Apocor uses an **OAuth client-credentials** flow. You exchange an API key for a short-lived bearer token, then send that token on every request. Apocor keys are the *only* credential you manage — all upstream providers are handled for you.

## The flow

```mermaid theme={null}
sequenceDiagram
  participant App as Your service
  participant API as Apocor API

  App->>API: POST /v1/oauth/token (client_id, client_secret)
  API-->>App: access_token (Bearer, expires_in 3600s)
  App->>API: GET /v1/cards + Authorization: Bearer <token>
  API-->>App: { "data": [ … ] }
```

## 1. Get your API key

Your Apocor contact provisions an API key from the dashboard. The **secret is returned only once** — store it in a secret manager.

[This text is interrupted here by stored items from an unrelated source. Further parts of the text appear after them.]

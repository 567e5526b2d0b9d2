//! Client for the social posting API (Twitter API v2).
//!
//! Authenticated with OAuth 2.0: the worker holds no long-lived credential,
//! it exchanges a stored refresh token for a fresh access/refresh pair at
//! boot. The rotated refresh token must be persisted by the caller as the
//! old one is single-use.

use anyhow::{bail, Context, Result};
use log::{error, warn};
use reqwest::StatusCode;
use serde::{Deserialize, Serialize};
use std::time::Duration;

const API_URL: &str = "https://api.twitter.com";

/// The posting API is rate limited anyway, a hung call should not block the
/// poll loop for longer than this.
const HTTP_TIMEOUT: Duration = Duration::from_secs(30);

/// Outcome of one reply attempt.
///
/// API-level non-success is a value here, not an error. [`Err`] is reserved
/// for transport faults: the caller records those with a reason while these
/// only bump the retry counter.
#[derive(Debug, Clone, Copy, PartialEq, Eq)]
pub enum Delivery {
    Posted,
    /// The API refused the reply outright, e.g. the target post is
    /// protected or deleted.
    Forbidden,
    /// Transient, the tx is picked up again on a later cycle.
    RateLimited,
    Failed,
}

pub struct Client {
    http: reqwest::Client,
    access_token: String,
}

#[derive(Serialize)]
struct TokenRequest<'a> {
    grant_type: &'a str,
    refresh_token: &'a str,
    client_id: &'a str,
}

#[derive(Deserialize)]
struct TokenResponse {
    access_token: String,
    refresh_token: String,
}

#[derive(Serialize)]
struct ReplyRequest<'a> {
    text: &'a str,
    reply: ReplyTarget<'a>,
}

#[derive(Serialize)]
struct ReplyTarget<'a> {
    in_reply_to_tweet_id: &'a str,
}

impl Client {
    /// Exchanges the refresh token for a fresh access/refresh pair and
    /// returns the authenticated client plus the rotated refresh token.
    ///
    /// Each attempt is retried a few times with an exponential back-off
    /// before returning an error.
    pub async fn oauth2(
        client_id: &str,
        client_secret: &str,
        refresh_token: &str,
    ) -> Result<(Self, String)> {
        let http = reqwest::Client::builder()
            .timeout(HTTP_TIMEOUT)
            .build()
            .context("Cannot build http client")?;

        // 1st retry after 10ms
        // 2nd retry after 100ms
        // 3rd retry after 1s
        let token = misc::retry(
            || {
                exchange_refresh_token(
                    &http,
                    client_id,
                    client_secret,
                    refresh_token,
                )
            },
            3,
            10,
            10,
        )
        .await?;

        Ok((
            Self {
                http,
                access_token: token.access_token,
            },
            token.refresh_token,
        ))
    }

    /// Posts `text` as a reply to the given post.
    ///
    /// API-level failure maps to a [`Delivery`] variant and is logged here;
    /// only transport faults surface as errors.
    pub async fn post_reply(
        &self,
        tweet_id: &str,
        text: &str,
    ) -> Result<Delivery> {
        let response = self
            .http
            .post(format!("{}/2/tweets", API_URL))
            .bearer_auth(&self.access_token)
            .json(&ReplyRequest {
                text,
                reply: ReplyTarget {
                    in_reply_to_tweet_id: tweet_id,
                },
            })
            .send()
            .await
            .with_context(|| {
                format!("Cannot reach the posting API for post {}", tweet_id)
            })?;

        let status = response.status();
        let delivery = delivery_from_status(status);
        match delivery {
            Delivery::Posted => (),
            Delivery::Forbidden => {
                let body = response.text().await.unwrap_or_default();
                error!("403 Forbidden replying to {}: {}", tweet_id, body);
            }
            Delivery::RateLimited => {
                warn!("Rate limited, will retry next cycle");
            }
            Delivery::Failed => {
                let body = response.text().await.unwrap_or_default();
                error!("Reply to {} failed with {}: {}", tweet_id, status, body);
            }
        }

        Ok(delivery)
    }
}

async fn exchange_refresh_token(
    http: &reqwest::Client,
    client_id: &str,
    client_secret: &str,
    refresh_token: &str,
) -> Result<TokenResponse> {
    let response = http
        .post(format!("{}/2/oauth2/token", API_URL))
        .basic_auth(client_id, Some(client_secret))
        .form(&TokenRequest {
            grant_type: "refresh_token",
            refresh_token,
            client_id,
        })
        .send()
        .await
        .context("Cannot reach the token endpoint")?;

    let status = response.status();
    if !status.is_success() {
        let body = response.text().await.unwrap_or_default();
        bail!("Token exchange failed with {}: {}", status, body);
    }

    response.json().await.context("Malformed token response")
}

fn delivery_from_status(status: StatusCode) -> Delivery {
    if status.is_success() {
        Delivery::Posted
    } else if status == StatusCode::FORBIDDEN {
        Delivery::Forbidden
    } else if status == StatusCode::TOO_MANY_REQUESTS {
        Delivery::RateLimited
    } else {
        Delivery::Failed
    }
}

#[cfg(test)]
mod tests {
    use super::*;
    use serde_json::json;

    #[test]
    fn it_maps_status_to_delivery() {
        assert_eq!(delivery_from_status(StatusCode::OK), Delivery::Posted);
        assert_eq!(
            delivery_from_status(StatusCode::CREATED),
            Delivery::Posted
        );
        assert_eq!(
            delivery_from_status(StatusCode::FORBIDDEN),
            Delivery::Forbidden
        );
        assert_eq!(
            delivery_from_status(StatusCode::TOO_MANY_REQUESTS),
            Delivery::RateLimited
        );
        assert_eq!(
            delivery_from_status(StatusCode::BAD_REQUEST),
            Delivery::Failed
        );
        assert_eq!(
            delivery_from_status(StatusCode::INTERNAL_SERVER_ERROR),
            Delivery::Failed
        );
    }

    #[test]
    fn it_builds_reply_request_body() {
        let body = ReplyRequest {
            text: "Sent on Tempo",
            reply: ReplyTarget {
                in_reply_to_tweet_id: "1234567890",
            },
        };

        assert_eq!(
            serde_json::to_value(&body).unwrap(),
            json!({
                "text": "Sent on Tempo",
                "reply": { "in_reply_to_tweet_id": "1234567890" },
            }),
        );
    }

    #[test]
    fn it_builds_token_request_params() {
        let body = TokenRequest {
            grant_type: "refresh_token",
            refresh_token: "old-token",
            client_id: "client",
        };

        assert_eq!(
            serde_json::to_value(&body).unwrap(),
            json!({
                "grant_type": "refresh_token",
                "refresh_token": "old-token",
                "client_id": "client",
            }),
        );
    }
}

| Field    | Use                                            |
| -------- | ---------------------------------------------- |
| `prefix` | The `client_id` you send to the token endpoint |
| `secret` | The `client_secret` — shown once, never again  |

## 2. Get an access token

<RequestExample>
  ```bash cURL theme={null}
  curl -s -X POST 'https://sandbox.apocor.ai/v1/oauth/token' \
    -H 'Content-Type: application/json' \
    -d '{ "client_id": "apocor_1a2b3c4d5e6f7g8h", "client_secret": "apocor_sk_live_..." }'
  ```
</RequestExample>

Tokens are valid for **1 hour** (`expires_in: 3600`). Request a new one when it expires — there is no refresh token in the client-credentials flow.

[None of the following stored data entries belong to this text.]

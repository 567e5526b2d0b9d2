//! One poll-process-reply pass over the unreplied tx backlog.
//!
//! The cycle is strictly sequential: txs are replied to one at a time in
//! creation order, and the loop in main only schedules the next cycle after
//! this one returns, so no two replies are ever in flight at once.

use crate::ai::Ai;
use crate::compose;
use crate::prelude::*;
use crate::templates::Templates;
use async_trait::async_trait;
use rand::Rng;
use social::Delivery;

/// Where unreplied txs come from and where their outcomes are recorded.
///
/// Implemented by the live db client; tests substitute an in-memory fake.
#[async_trait]
pub trait Store {
    /// Up to [`consts::FETCH_UNREPLIED_TXS_BATCH`] eligible txs, oldest
    /// first.
    async fn fetch_eligible(&self) -> Result<Vec<Tx>>;

    async fn mark_replied(&self, id: TxId) -> Result<()>;

    /// A reason is given for unexpected faults only; clean delivery
    /// failures leave the previously recorded reason alone.
    async fn record_failure(
        &self,
        id: TxId,
        retry_count: i32,
        reason: Option<&str>,
    ) -> Result<()>;
}

#[async_trait]
pub trait Poster {
    async fn post_reply(
        &self,
        tweet_id: &str,
        text: &str,
    ) -> Result<Delivery>;
}

#[async_trait]
impl Store for DbClient {
    async fn fetch_eligible(&self) -> Result<Vec<Tx>> {
        db::select_unreplied_txs(self, consts::FETCH_UNREPLIED_TXS_BATCH)
            .await
    }

    async fn mark_replied(&self, id: TxId) -> Result<()> {
        db::mark_tx_replied(self, id).await
    }

    async fn record_failure(
        &self,
        id: TxId,
        retry_count: i32,
        reason: Option<&str>,
    ) -> Result<()> {
        db::record_tx_failure(self, id, retry_count, reason).await
    }
}

/// A worker booted without a refresh token still polls, it just cannot
/// deliver: every attempt counts as a clean failure until the auth flow is
/// run and the process restarted.
#[async_trait]
impl Poster for Option<social::Client> {
    async fn post_reply(
        &self,
        tweet_id: &str,
        text: &str,
    ) -> Result<Delivery> {
        match self {
            Some(client) => client.post_reply(tweet_id, text).await,
            None => {
                warn!("Posting client not initialized, skipping reply");
                Ok(Delivery::Failed)
            }
        }
    }
}

/// Fetches one batch of unreplied txs and replies to each in turn,
/// returning how many replies were delivered.
///
/// Errors only when the initial fetch fails. Everything that goes wrong
/// with a single tx is recorded on that tx and the loop moves on.
pub async fn run_one_cycle<R: Rng>(
    store: &impl Store,
    poster: &impl Poster,
    ai: Option<&Ai>,
    templates: &mut Templates<R>,
) -> Result<usize> {
    let txs = store.fetch_eligible().await?;

    if txs.is_empty() {
        info!("No unreplied tempo txs");
        return Ok(0);
    }

    info!("Found {} unreplied tempo txs", txs.len());

    let mut processed = 0;
    for tx in &txs {
        match reply_to_tx(store, poster, ai, templates, tx).await {
            Ok(true) => processed += 1,
            Ok(false) => (),
            Err(err) => {
                error!("Reply to tx {} failed: {}", tx.id, err);

                let retries = tx.retry_count.unwrap_or(0) + 1;
                let reason = err.to_string();
                if let Err(db_err) = store
                    .record_failure(tx.id, retries, Some(&reason))
                    .await
                {
                    error!(
                        "Cannot record failure for tx {}: {}",
                        tx.id, db_err
                    );
                }
            }
        }
    }

    Ok(processed)
}

/// Returns whether the reply was delivered.
///
/// A clean non-delivery (any [`Delivery`] but [`Delivery::Posted`]) bumps
/// the retry counter and returns false. Errors bubble up to
/// [`run_one_cycle`] which records them with a reason.
async fn reply_to_tx<R: Rng>(
    store: &impl Store,
    poster: &impl Poster,
    ai: Option<&Ai>,
    templates: &mut Templates<R>,
    tx: &Tx,
) -> Result<bool> {
    let tweet_id = match &tx.tweet_id {
        Some(tweet_id) => tweet_id,
        None => {
            // the fetch filter excludes these
            warn!("Tx {} has no target post, skipping", tx.id);
            return Ok(false);
        }
    };

    // the template composer is the guaranteed fallback whenever the AI
    // collaborator is absent or has no suggestion
    let suggestion = match ai {
        Some(ai) => ai.suggest_reply(tx).await,
        None => None,
    };
    let reply = match suggestion {
        Some(reply) => reply,
        None => compose::compose(templates, compose::epoch_millis(), tx),
    };

    if reply.is_empty() {
        warn!("No reply generated for tx {}", tx.id);
        return Ok(false);
    }

    match poster.post_reply(tweet_id, &reply).await? {
        Delivery::Posted => {
            store.mark_replied(tx.id).await?;
            info!("Replied to post {}", tweet_id);
            Ok(true)
        }
        delivery => {
            warn!(
                "Reply to post {} not delivered: {:?}",
                tweet_id, delivery
            );

            let retries = tx.retry_count.unwrap_or(0) + 1;
            store.record_failure(tx.id, retries, None).await?;
            Ok(false)
        }
    }
}
mod ai;
mod compose;
mod conf;
mod cycle;
mod http;
mod prelude;
mod templates;

use crate::ai::Ai;
use crate::http::StatusReport;
use crate::prelude::*;
use crate::templates::Templates;
use rand::rngs::SmallRng;
use rand::SeedableRng;
use std::sync::atomic::Ordering;
use std::sync::Arc;
use tokio::signal::unix::{signal, SignalKind};
use tokio::time::{sleep, sleep_until, Instant};

#[tokio::main]
async fn main() -> Result<()> {
    dotenv::dotenv().ok();

    env_logger::init(); // set up with env RUST_LOG

    let conf = Conf::from_env().context("Cannot read env vars")?;

    let db = conf.db().await?;
    let poster = boot_poster(&conf, &db).await;
    let ai = boot_ai(&conf)?;

    let mut templates = Templates::new(SmallRng::from_entropy());

    let status = Arc::new(StatusReport::default());
    tokio::spawn(http::start(conf.clone(), Arc::clone(&status)));

    info!("Tempo reply worker is live");

    let restart_at = Instant::now() + conf.restart_after;
    let mut sigterm = signal(SignalKind::terminate())
        .context("Cannot install SIGTERM handler")?;

    loop {
        let o = Ordering::SeqCst;
        status.cycle_count.fetch_add(1, o);
        status.last_poll_epoch_s.store(compose::epoch_millis() / 1000, o);

        match cycle::run_one_cycle(&db, &poster, ai.as_ref(), &mut templates)
            .await
        {
            Ok(processed) => {
                status.processed_count.fetch_add(processed as u64, o);
            }
            Err(err) => {
                // a fetch fault aborts the cycle, never the process
                error!("Poll cycle failed: {}", err);
                status.error_count.fetch_add(1, o);
            }
        }

        tokio::select! {
            _ = sleep(conf.poll_interval) => (),
            _ = sleep_until(restart_at) => {
                info!(
                    "Auto-restart uptime reached after {} cycles, exiting \
                    for a clean respawn",
                    status.cycle_count.load(o),
                );
                break;
            }
            _ = tokio::signal::ctrl_c() => {
                info!("SIGINT received, shutting down");
                break;
            }
            _ = sigterm.recv() => {
                info!("SIGTERM received, shutting down");
                break;
            }
        }
    }

    Ok(())
}

/// Exchanges the refresh token stored in the settings table for a fresh
/// client and persists the rotated token.
///
/// A missing token or a failed exchange is not fatal: the worker comes up
/// without a posting client and every delivery attempt counts as a clean
/// failure until the auth flow is re-run.
async fn boot_poster(conf: &Conf, db: &DbClient) -> Option<social::Client> {
    let refresh_token = match db::select_setting(
        db,
        consts::REFRESH_TOKEN_SETTING,
    )
    .await
    {
        Ok(Some(token)) => token,
        Ok(None) => {
            warn!("No OAuth2 refresh token in settings");
            warn!("Run the auth flow to store a refresh token first");
            return None;
        }
        Err(err) => {
            warn!("Cannot read the stored refresh token: {}", err);
            return None;
        }
    };

    match social::Client::oauth2(
        &conf.twitter_client_id,
        &conf.twitter_client_secret,
        &refresh_token,
    )
    .await
    {
        Ok((client, rotated_token)) => {
            // the old token is single-use, losing the rotated one here
            // means re-running the auth flow after the next restart
            if let Err(err) = db::upsert_setting(
                db,
                consts::REFRESH_TOKEN_SETTING,
                &rotated_token,
            )
            .await
            {
                warn!("Cannot store the rotated refresh token: {}", err);
            }

            info!("Posting client initialized, token refreshed");
            Some(client)
        }
        Err(err) => {
            warn!("Posting client init failed: {}", err);
            None
        }
    }
}

fn boot_ai(conf: &Conf) -> Result<Option<Ai>> {
    match (&conf.ai_url, &conf.ai_key) {
        (Some(url), Some(key)) => {
            info!("AI reply suggestions enabled");
            Ok(Some(Ai::new(url.clone(), key.clone())?))
        }
        _ => {
            info!("AI not configured - using template replies only");
            Ok(None)
        }
    }
}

## 3. Call authenticated endpoints

```http theme={null}
Authorization: Bearer YOUR_ACCESS_TOKEN
Content-Type: application/json
```

## Roles & access

Every key and user carries a role that scopes what it can see and do.

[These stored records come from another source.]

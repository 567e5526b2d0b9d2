//! Wraps around database queries.
//!
//! The tables are owned by the wider monibot deployment; this crate only
//! selects unreplied txs and writes back per-tx outcomes plus the posting
//! API refresh token.

mod models;

pub use models::Tx;

use anyhow::{Context, Result};
use itertools::Itertools;
use log::error;
use misc::TxId;
use tokio_postgres::{Client as DbClient, Row};

/// See the documentation for [`tokio_postgres::connect`] for details.
pub async fn connect(conn_conf: &str) -> Result<DbClient> {
    let tls = tokio_postgres::NoTls;
    let (client, conn) = tokio_postgres::connect(conn_conf, tls).await?;

    tokio::spawn(async move {
        if let Err(e) = conn.await {
            error!("db connection error: {}", e);
        }
    });

    Ok(client)
}

/// Completed txs on the tempo chain which have a target post and no reply
/// yet, oldest first. Rows which a past run marked as replied are never
/// returned again.
pub async fn select_unreplied_txs(
    db: &DbClient,
    limit: usize,
) -> Result<Vec<Tx>> {
    let query = select_unreplied_txs_query(limit);

    let rows = db
        .query(&query, &[&misc::CHAIN])
        .await
        .context("Cannot select unreplied txs")?;

    rows.into_iter().map(tx_from_row).collect()
}

fn select_unreplied_txs_query(limit: usize) -> String {
    format!(
        "SELECT
            id, type, amount, recipient_pay_tag, tx_hash, tweet_id, retry_count
        FROM
            monibot_transactions
        WHERE
            chain = $1
            AND status = 'completed'
            AND replied = false
            AND tweet_id IS NOT NULL
        ORDER BY
            created_at
        ASC LIMIT {}",
        limit
    )
}

fn tx_from_row(row: Row) -> Result<Tx> {
    Ok(Tx {
        id: row.try_get("id").context("Cannot read column 'id' on tx")?,
        kind: row
            .try_get("type")
            .context("Cannot read column 'type' on tx")?,
        amount: row
            .try_get("amount")
            .context("Cannot read column 'amount' on tx")?,
        recipient_pay_tag: row
            .try_get("recipient_pay_tag")
            .context("Cannot read column 'recipient_pay_tag' on tx")?,
        tx_hash: row
            .try_get("tx_hash")
            .context("Cannot read column 'tx_hash' on tx")?,
        tweet_id: row
            .try_get("tweet_id")
            .context("Cannot read column 'tweet_id' on tx")?,
        retry_count: row
            .try_get("retry_count")
            .context("Cannot read column 'retry_count' on tx")?,
    })
}

/// The one-way transition: once replied is set the tx falls out of
/// [`select_unreplied_txs`] for good.
pub async fn mark_tx_replied(db: &DbClient, id: TxId) -> Result<()> {
    db.execute(
        "UPDATE monibot_transactions SET replied = true WHERE id = $1",
        &[&id],
    )
    .await
    .with_context(|| format!("Cannot mark tx {} as replied", id))?;

    Ok(())
}

/// Writes the bumped retry counter and, for unexpected faults, the reason.
/// Clean delivery failures pass [`None`] and leave any previous reason in
/// place.
pub async fn record_tx_failure(
    db: &DbClient,
    id: TxId,
    retry_count: i32,
    error_reason: Option<&str>,
) -> Result<()> {
    let query = record_tx_failure_query(error_reason.is_some());

    let execute = match error_reason {
        Some(reason) => {
            db.execute(&query, &[&retry_count, &reason, &id]).await
        }
        None => db.execute(&query, &[&retry_count, &id]).await,
    };

    execute.with_context(|| {
        format!("Cannot record failed reply for tx {}", id)
    })?;

    Ok(())
}

fn record_tx_failure_query(with_reason: bool) -> String {
    let mut assignments = vec!["retry_count = $1"];
    if with_reason {
        assignments.push("error_reason = $2");
    }

    format!(
        "UPDATE monibot_transactions SET {} WHERE id = ${}",
        assignments.iter().join(", "),
        assignments.len() + 1,
    )
}

pub async fn select_setting(
    db: &DbClient,
    key: &str,
) -> Result<Option<String>> {
    let rows = db
        .query("SELECT value FROM bot_settings WHERE key = $1", &[&key])
        .await
        .with_context(|| format!("Cannot select setting '{}'", key))?;

    rows.first()
        .map(|row| {
            row.try_get("value")
                .context("Cannot read column 'value' on setting")
        })
        .transpose()
}

pub async fn upsert_setting(
    db: &DbClient,
    key: &str,
    value: &str,
) -> Result<()> {
    db.execute(
        "INSERT INTO bot_settings (key, value) VALUES ($1, $2)
        ON CONFLICT (key) DO UPDATE SET value = EXCLUDED.value",
        &[&key, &value],
    )
    .await
    .with_context(|| format!("Cannot upsert setting '{}'", key))?;

    Ok(())
}

#[cfg(test)]
mod tests {
    use super::*;

    #[test]
    fn it_builds_select_unreplied_txs_query() {
        let query = select_unreplied_txs_query(5);

        // each filter of the eligibility invariant must be present
        assert!(query.contains("chain = $1"));
        assert!(query.contains("status = 'completed'"));
        assert!(query.contains("replied = false"));
        assert!(query.contains("tweet_id IS NOT NULL"));
        assert!(query.contains("ORDER BY\n            created_at"));
        assert!(query.ends_with("ASC LIMIT 5"));
    }

    #[test]
    fn it_builds_record_tx_failure_query() {
        assert_eq!(
            &record_tx_failure_query(false),
            "UPDATE monibot_transactions SET retry_count = $1 WHERE id = $2",
        );

        assert_eq!(
            &record_tx_failure_query(true),
            "UPDATE monibot_transactions SET retry_count = $1, \
            error_reason = $2 WHERE id = $3",
        );
    }
}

| Role                  | Scope                                  |
| --------------------- | -------------------------------------- |
| `APOCOR_ADMIN`        | Apocor staff — full platform access    |
| `RESELLER_ADMIN`      | Manages its own org and child tenants  |
| `ORG_ADMIN`           | Full access within a single tenant org |
| `PROGRAM_MANAGER`     | Manage programs, cards, and applicants |
| `DEVELOPER`           | Machine access for integrations        |
| `SUPPORT` / `AUDITOR` | Read-oriented operational access       |

<Note>
  Requests are always scoped to the caller's organization (and, for resellers, its children). You can only ever read or write resources your token is entitled to.
</Note>

## Errors

A missing or invalid credential returns `401` with a stable code:

```json theme={null}
{ "error": { "code": "INVALID_CLIENT", "message": "Invalid client credentials" } }
```

See [Error codes](/guides/errors) for the full list.